On 28/11/16 14:49, Tim Deegan wrote:
> Hi,
>
> At 11:13 +0000 on 28 Nov (1480331610), Andrew Cooper wrote:
>> Use x86_emul_{hw_exception,pagefault}() rather than
>> {pv,hvm}_inject_page_fault() and hvm_inject_hw_exception() to cause raised
>> faults to be known to the emulator.  This requires altering the callers of
>> x86_emulate() to properly re-inject the event.
>>
>> While fixing this, fix the singlestep behaviour.  Previously, an otherwise
>> successful emulation would fail if singlestepping was active, as the emulator
>> couldn't raise #DB.  This is unreasonable from the point of view of the guest.
>>
>> We therefore tolerate #PF/#GP/SS and #DB being raised by the emulator, but
>> reject anything else as unexpected.
>>
>> Signed-off-by: Andrew Cooper <andrew.cooper3@citrix.com>
>> +    if ( r == X86EMUL_EXCEPTION && emul_ctxt.ctxt.event_pending )
>> +    {
>> +        /*
>> +         * This emulation covers writes to shadow pagetables.  We tolerate #PF
>> +         * (from hitting adjacent pages), #GP/#SS (from segmentation errors),
>> +         * and #DB (from singlestepping).  Anything else is an emulation bug,
>> +         * or a guest playing with the instruction stream under Xen's feet.
>> +         */
>> +        if ( emul_ctxt.ctxt.event.type == X86_EVENTTYPE_HW_EXCEPTION &&
>> +             (emul_ctxt.ctxt.event.vector < 32) &&
>> +             ((1u << emul_ctxt.ctxt.event.vector) &
>> +              ((1u << TRAP_debug) | (1u << TRAP_stack_error) |
>> +               (1u << TRAP_gp_fault) | (1u << TRAP_page_fault))) )
>> +        {
>> +            if ( is_hvm_vcpu(v) )
>> +                hvm_inject_event(&emul_ctxt.ctxt.event);
>> +            else
>> +                pv_inject_event(&emul_ctxt.ctxt.event);
>> +        }
>> +        else
>> +        {
>> +            if ( is_hvm_vcpu(v) )
>> +                hvm_inject_hw_exception(TRAP_gp_fault, 0);
>> +            else
>> +                pv_inject_hw_exception(TRAP_gp_fault, 0);
>> +        }
> I don't think it's OK to lob #GP into a HVM guest here -- we can hit
> this path even if the guest isn't behaving strangely.
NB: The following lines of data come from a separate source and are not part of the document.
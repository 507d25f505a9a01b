//! Process-wide site color scheme.
//!
//! Read once from the [`ThemeStore`] at startup, then written through on
//! every change.

use std::sync::{PoisonError, RwLock};

use bob2build_core::error::CoreError;
use bob2build_core::theme::{ColorScheme, ThemeStore};

pub struct ThemeSettings {
    current: RwLock<ColorScheme>,
    store: Box<dyn ThemeStore>,
}

impl ThemeSettings {
    /// Load the saved scheme, falling back to `default` if nothing was saved
    /// or the saved value cannot be read.
    pub fn load(store: Box<dyn ThemeStore>, default: ColorScheme) -> Self {
        let initial = match store.load() {
            Ok(Some(saved)) => {
                tracing::info!(theme = saved.as_str(), "Loaded saved color scheme");
                saved
            }
            Ok(None) => default,
            Err(e) => {
                tracing::warn!(error = %e, default = default.as_str(), "Could not load saved color scheme, using default");
                default
            }
        };

        Self {
            current: RwLock::new(initial),
            store,
        }
    }

    pub fn current(&self) -> ColorScheme {
        *self.current.read().unwrap_or_else(PoisonError::into_inner)
    }

    /// Persist and apply `scheme`. Unchanged values are not rewritten.
    pub fn set(&self, scheme: ColorScheme) -> Result<ColorScheme, CoreError> {
        self.update(|_| scheme)
    }

    /// Flip between light and dark.
    pub fn toggle(&self) -> Result<ColorScheme, CoreError> {
        self.update(ColorScheme::toggle)
    }

    /// Compute the next scheme from the current one under the write lock.
    fn update(
        &self,
        next: impl FnOnce(ColorScheme) -> ColorScheme,
    ) -> Result<ColorScheme, CoreError> {
        let mut current = self
            .current
            .write()
            .map_err(|_| CoreError::Internal("Theme lock poisoned".into()))?;

        let scheme = next(*current);
        if *current != scheme {
            self.store.save(scheme)?;
            *current = scheme;
            tracing::info!(theme = scheme.as_str(), "Color scheme changed");
        }
        Ok(scheme)
    }
}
What circumstances are you thinking of?

Unless the guest is playing with the instruction stream,  event_pending
will only be set by the set in the paths altered by this patch, which is
the four whitelisted vectors.

> I think it would be better to run this check before the X86EMUL_UNHANDLEABLE one
> and convert injections that we choose not to handle into
> X86EMUL_UNHANDLEABLE.
>
> Which I guess brings us back full circle to the behaviour we had
> before, and perhaps the right change to the earlier patch is to
> start down this road, with an explanatory comment.
>
> e.g. start with something like this, immediately after the first call
> to x86_emulate():
>
>     /*
>      * Events raised within the emulator itself used to return
>      * X86EMUL_UNHANDLEABLE because we didn't supply injection
>      * callbacks.  Now the emulator supplies those to us via
>      * ctxt.event_pending instead.  Preserve the old behaviour
>      * for now.
>      */
>      if (emul_ctxt.ctxt.event_pending)
>          r = X86EMUL_UNHANDLEABLE;
>
> And in this patch, replace it with the hunk you have above, but
> setting r = X86EMUL_UNHANDLEABLE instead of injecting #GP.
>
> Does that make sense?

It does make sense, but that goes against the comment of not unshadowing
on exception.

A lot of this revolves around how likely we are to hit the #GP[0] case. 
I assert that we shouldn't be able to hit it unless the guest is playing
games, or we have a bug in emulation.

If we don't go throwing a #GP back, we should at least leave something
obvious in the log.

>
> Also, I'm a little confused after all this as to whether the emulator
> can still return with X86EMUL_OKAY and the event_pending set.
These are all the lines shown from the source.